**WHAT THE EXERCISE ASKS:** In the data below, find every line with the word "fallback" and copy it.

**Records excerpted from a collection:**
= = =

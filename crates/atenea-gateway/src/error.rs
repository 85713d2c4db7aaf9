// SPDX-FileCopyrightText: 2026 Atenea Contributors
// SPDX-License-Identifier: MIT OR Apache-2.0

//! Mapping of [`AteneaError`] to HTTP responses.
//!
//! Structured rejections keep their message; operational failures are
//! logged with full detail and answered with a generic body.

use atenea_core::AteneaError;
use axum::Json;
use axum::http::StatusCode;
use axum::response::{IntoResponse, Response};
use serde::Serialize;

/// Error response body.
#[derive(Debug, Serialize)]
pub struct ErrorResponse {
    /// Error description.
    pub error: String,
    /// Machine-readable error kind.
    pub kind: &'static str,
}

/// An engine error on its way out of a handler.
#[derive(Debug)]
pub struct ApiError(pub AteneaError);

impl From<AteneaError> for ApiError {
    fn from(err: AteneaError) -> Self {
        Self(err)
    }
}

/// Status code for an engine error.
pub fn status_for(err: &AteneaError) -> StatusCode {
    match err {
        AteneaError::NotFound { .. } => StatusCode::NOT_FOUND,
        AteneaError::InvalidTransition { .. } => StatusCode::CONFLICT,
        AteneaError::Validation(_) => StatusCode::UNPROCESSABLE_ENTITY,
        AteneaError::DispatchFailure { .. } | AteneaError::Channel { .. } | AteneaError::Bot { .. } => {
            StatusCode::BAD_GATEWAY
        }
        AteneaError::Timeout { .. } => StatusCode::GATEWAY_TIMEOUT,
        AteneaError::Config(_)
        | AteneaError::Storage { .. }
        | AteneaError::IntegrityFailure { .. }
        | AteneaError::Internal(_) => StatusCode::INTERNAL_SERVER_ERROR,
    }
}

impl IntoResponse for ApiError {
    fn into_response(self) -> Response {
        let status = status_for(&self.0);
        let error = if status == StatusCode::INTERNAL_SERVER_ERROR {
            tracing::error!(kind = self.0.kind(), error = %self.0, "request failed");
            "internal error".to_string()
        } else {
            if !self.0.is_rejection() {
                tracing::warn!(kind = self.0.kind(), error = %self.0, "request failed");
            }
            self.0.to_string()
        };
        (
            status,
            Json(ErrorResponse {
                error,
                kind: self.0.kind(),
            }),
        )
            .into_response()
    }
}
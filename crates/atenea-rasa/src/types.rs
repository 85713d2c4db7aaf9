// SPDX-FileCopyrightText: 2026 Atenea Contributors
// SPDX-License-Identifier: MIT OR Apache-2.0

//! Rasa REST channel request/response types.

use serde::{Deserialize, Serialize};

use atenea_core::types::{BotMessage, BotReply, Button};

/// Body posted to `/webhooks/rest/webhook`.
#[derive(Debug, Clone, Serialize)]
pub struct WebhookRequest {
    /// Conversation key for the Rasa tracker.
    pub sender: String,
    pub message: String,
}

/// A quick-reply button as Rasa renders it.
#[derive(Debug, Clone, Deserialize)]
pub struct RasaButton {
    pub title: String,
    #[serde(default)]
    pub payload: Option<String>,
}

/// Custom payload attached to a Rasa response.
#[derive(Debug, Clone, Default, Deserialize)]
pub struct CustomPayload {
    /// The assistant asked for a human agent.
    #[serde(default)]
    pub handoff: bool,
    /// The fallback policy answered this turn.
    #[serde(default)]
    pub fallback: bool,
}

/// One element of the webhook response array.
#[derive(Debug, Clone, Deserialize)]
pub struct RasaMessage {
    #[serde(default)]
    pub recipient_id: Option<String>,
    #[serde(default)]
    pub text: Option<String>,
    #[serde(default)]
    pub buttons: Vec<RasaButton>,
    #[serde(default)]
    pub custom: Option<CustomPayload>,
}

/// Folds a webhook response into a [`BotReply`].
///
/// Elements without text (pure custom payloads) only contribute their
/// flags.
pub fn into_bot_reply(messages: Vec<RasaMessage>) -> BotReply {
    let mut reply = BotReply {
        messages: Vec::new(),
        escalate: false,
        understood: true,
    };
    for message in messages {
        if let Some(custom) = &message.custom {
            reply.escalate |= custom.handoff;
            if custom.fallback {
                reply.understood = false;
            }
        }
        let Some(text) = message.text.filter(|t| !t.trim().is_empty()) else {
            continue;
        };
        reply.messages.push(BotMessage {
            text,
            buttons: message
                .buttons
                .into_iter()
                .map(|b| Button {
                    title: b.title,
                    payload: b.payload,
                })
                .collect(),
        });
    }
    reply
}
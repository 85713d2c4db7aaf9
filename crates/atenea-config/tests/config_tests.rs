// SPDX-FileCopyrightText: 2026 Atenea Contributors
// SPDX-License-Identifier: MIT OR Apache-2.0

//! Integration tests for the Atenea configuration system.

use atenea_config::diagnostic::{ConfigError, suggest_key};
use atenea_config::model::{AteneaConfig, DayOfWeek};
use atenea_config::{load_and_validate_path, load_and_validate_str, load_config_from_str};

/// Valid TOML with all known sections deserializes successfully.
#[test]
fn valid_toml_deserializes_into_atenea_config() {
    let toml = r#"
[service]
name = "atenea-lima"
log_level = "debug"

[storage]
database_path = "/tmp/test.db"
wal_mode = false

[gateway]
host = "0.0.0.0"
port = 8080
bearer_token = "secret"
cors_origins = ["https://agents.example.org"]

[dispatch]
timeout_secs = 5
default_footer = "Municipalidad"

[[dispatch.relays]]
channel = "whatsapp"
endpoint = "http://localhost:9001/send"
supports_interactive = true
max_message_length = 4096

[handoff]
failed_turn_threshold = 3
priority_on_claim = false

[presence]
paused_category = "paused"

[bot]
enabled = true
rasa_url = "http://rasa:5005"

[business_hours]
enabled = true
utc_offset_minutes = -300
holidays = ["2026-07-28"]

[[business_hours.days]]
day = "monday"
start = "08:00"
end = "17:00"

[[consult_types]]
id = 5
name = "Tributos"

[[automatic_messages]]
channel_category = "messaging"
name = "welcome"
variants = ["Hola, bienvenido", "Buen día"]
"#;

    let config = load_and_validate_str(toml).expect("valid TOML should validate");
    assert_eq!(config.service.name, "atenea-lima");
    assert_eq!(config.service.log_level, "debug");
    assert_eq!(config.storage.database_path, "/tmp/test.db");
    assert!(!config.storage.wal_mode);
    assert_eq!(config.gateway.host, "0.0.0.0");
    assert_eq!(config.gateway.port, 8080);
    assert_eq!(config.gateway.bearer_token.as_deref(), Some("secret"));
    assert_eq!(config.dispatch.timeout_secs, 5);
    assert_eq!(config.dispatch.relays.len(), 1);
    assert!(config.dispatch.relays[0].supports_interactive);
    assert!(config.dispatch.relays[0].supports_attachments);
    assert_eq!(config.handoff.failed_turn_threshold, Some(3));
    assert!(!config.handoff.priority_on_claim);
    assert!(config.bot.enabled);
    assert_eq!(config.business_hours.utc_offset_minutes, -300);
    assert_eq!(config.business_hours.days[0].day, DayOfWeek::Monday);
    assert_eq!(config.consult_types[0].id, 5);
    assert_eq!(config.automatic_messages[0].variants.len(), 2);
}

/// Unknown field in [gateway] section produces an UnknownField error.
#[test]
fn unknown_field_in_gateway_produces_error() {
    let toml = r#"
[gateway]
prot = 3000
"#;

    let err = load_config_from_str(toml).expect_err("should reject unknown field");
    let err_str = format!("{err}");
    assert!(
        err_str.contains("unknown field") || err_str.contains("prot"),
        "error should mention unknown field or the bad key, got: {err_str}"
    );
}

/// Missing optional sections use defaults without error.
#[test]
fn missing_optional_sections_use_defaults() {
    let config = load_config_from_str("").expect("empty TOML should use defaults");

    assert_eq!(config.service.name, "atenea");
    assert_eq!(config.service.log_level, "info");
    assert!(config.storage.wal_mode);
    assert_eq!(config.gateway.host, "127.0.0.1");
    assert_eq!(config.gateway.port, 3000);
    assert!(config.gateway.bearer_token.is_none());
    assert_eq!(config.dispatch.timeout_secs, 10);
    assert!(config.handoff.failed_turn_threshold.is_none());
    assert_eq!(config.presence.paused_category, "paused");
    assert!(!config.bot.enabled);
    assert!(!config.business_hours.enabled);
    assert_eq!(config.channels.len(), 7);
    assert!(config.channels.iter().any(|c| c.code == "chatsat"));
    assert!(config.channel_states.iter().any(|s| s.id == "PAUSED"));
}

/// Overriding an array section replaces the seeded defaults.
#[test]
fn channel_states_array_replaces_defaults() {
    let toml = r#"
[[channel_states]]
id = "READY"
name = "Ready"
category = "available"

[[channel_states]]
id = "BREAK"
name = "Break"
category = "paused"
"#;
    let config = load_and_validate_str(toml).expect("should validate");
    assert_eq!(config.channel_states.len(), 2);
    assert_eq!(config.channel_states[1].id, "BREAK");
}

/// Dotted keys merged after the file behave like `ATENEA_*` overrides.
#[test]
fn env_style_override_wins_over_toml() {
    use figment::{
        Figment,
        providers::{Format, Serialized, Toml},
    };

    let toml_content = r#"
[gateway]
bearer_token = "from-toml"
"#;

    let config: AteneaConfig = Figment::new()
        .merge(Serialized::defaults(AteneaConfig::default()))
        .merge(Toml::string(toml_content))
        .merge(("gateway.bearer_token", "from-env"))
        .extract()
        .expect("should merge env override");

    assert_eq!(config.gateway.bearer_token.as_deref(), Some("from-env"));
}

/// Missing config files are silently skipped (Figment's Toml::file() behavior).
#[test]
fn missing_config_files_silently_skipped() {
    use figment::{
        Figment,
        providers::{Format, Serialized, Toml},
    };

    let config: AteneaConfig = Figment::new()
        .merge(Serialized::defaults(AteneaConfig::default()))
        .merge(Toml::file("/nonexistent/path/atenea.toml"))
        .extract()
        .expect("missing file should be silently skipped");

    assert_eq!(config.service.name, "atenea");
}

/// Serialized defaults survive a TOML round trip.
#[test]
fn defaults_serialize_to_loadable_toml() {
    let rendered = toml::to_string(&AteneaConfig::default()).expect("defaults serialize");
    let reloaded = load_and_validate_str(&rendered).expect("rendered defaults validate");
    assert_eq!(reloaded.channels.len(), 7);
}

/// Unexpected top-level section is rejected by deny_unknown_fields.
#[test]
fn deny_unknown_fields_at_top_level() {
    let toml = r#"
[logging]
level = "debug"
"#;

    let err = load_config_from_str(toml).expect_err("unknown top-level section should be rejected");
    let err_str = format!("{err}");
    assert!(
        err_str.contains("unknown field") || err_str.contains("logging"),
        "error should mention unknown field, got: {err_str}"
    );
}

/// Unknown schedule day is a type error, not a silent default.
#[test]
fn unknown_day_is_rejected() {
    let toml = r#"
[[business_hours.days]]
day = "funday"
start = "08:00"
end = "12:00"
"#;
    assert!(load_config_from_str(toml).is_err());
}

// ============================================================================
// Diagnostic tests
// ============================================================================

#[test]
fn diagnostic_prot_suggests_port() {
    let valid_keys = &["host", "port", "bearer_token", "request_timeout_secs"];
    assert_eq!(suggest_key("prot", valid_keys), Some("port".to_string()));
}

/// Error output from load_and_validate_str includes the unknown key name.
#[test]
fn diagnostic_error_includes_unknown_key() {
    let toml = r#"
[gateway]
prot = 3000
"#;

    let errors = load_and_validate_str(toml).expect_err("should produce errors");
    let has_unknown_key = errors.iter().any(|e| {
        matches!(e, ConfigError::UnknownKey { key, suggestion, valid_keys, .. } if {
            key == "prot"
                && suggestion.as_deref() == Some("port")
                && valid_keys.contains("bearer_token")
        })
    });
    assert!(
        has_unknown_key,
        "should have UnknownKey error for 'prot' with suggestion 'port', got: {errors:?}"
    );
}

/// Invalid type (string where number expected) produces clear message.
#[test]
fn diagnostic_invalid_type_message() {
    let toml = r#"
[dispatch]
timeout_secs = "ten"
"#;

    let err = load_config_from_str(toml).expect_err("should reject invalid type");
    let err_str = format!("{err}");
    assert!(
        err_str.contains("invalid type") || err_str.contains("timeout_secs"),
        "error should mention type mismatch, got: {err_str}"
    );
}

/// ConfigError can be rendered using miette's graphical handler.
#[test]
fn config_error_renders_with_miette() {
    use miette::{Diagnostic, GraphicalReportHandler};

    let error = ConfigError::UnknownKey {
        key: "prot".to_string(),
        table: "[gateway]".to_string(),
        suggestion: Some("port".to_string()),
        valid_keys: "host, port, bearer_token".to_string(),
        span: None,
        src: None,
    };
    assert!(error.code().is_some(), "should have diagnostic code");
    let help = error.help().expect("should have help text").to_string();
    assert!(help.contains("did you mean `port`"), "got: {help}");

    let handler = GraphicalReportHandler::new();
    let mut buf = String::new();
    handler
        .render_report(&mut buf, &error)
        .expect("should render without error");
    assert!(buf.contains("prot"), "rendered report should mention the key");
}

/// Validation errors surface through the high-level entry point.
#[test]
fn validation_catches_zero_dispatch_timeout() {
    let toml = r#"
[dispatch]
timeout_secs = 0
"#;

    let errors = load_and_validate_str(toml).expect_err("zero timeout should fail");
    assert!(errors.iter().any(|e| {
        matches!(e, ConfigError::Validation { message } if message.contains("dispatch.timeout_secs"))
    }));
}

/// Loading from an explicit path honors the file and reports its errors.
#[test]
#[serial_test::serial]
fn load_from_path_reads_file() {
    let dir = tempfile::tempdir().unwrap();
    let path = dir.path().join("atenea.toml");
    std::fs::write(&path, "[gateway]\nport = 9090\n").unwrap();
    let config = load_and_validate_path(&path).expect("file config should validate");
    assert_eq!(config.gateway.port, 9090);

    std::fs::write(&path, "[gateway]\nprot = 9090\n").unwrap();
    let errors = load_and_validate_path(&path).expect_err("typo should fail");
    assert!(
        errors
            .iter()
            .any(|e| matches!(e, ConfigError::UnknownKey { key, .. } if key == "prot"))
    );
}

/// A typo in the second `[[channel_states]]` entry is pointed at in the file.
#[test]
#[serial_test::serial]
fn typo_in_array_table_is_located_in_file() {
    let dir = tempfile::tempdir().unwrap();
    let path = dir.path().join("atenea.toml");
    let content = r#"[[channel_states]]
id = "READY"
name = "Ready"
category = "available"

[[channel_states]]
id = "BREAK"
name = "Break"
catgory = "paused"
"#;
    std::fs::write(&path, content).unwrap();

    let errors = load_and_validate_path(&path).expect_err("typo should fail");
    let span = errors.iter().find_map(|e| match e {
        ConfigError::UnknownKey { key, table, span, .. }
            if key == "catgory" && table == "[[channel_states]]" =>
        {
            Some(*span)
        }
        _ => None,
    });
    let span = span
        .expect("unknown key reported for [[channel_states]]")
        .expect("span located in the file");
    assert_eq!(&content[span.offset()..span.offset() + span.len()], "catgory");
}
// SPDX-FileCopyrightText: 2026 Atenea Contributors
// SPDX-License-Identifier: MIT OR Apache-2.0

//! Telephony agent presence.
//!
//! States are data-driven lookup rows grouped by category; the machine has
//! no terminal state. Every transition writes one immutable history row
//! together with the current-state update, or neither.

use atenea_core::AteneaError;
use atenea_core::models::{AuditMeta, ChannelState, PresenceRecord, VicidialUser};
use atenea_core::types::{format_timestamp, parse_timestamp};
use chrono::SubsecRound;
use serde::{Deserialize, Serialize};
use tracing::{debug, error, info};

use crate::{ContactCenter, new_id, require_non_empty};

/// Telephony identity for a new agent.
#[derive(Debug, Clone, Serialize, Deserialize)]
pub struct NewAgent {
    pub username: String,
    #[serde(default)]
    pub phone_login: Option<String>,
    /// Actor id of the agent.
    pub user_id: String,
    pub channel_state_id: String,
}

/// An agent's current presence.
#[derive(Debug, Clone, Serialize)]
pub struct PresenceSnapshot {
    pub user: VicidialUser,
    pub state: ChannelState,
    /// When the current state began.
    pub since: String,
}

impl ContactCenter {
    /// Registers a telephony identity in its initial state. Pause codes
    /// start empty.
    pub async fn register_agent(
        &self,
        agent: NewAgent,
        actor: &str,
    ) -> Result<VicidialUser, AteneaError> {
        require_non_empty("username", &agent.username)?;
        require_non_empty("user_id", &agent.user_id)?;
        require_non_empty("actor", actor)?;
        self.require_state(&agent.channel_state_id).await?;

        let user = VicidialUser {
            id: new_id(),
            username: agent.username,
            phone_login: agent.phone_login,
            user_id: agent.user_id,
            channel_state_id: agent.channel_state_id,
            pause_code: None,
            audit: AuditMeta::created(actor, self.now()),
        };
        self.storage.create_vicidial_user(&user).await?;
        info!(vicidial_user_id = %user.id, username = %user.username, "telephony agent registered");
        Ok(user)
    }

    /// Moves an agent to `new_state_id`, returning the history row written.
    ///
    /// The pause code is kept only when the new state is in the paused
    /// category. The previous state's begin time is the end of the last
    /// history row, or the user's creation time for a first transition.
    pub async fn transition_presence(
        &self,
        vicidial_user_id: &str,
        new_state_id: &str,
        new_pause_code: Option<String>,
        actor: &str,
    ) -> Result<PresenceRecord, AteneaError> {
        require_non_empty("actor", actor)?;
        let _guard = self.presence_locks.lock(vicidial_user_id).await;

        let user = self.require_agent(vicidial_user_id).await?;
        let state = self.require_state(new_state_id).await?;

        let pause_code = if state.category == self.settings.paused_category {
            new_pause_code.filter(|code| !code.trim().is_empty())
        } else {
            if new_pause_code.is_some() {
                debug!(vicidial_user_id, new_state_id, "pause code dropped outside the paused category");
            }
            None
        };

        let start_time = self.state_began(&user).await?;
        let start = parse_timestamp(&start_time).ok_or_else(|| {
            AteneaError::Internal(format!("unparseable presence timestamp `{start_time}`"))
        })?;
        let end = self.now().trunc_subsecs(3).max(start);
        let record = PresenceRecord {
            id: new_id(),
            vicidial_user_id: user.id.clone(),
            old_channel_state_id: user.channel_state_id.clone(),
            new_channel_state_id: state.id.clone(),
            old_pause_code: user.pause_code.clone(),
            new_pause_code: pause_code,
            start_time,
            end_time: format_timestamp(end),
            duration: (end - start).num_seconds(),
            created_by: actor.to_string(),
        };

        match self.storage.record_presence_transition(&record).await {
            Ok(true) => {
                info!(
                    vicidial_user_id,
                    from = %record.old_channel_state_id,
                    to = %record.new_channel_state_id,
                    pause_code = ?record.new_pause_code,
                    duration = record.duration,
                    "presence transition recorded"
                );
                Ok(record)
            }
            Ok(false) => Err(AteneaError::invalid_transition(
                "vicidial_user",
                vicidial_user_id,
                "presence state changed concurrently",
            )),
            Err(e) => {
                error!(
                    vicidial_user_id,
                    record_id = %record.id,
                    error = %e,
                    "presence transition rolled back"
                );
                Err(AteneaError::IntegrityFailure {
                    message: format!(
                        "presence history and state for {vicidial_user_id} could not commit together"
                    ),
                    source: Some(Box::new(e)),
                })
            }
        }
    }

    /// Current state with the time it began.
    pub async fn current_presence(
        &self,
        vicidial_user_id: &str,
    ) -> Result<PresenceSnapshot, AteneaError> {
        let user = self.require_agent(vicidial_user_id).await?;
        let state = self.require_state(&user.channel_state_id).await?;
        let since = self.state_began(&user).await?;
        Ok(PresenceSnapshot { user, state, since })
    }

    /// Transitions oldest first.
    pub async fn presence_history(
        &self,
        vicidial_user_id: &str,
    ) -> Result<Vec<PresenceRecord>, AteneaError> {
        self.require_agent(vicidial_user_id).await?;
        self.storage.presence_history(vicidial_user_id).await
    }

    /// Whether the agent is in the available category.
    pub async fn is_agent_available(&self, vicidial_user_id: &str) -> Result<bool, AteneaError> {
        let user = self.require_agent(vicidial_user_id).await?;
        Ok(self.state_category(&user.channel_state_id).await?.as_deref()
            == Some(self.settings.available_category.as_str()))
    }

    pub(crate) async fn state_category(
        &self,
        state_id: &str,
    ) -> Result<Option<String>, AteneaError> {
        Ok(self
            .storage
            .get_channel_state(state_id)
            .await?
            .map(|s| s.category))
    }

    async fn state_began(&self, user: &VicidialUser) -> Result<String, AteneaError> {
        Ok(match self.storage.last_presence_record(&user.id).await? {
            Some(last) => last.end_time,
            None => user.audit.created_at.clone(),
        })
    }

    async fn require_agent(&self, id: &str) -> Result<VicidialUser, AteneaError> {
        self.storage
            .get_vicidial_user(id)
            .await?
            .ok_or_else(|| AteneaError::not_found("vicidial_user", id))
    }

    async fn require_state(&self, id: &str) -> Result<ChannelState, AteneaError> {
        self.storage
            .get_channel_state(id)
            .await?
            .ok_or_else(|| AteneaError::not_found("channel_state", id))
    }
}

= = =

**YOUR SOLUTION:**
    /// The fallback policy answered this turn.
    pub fallback: bool,
            if custom.fallback {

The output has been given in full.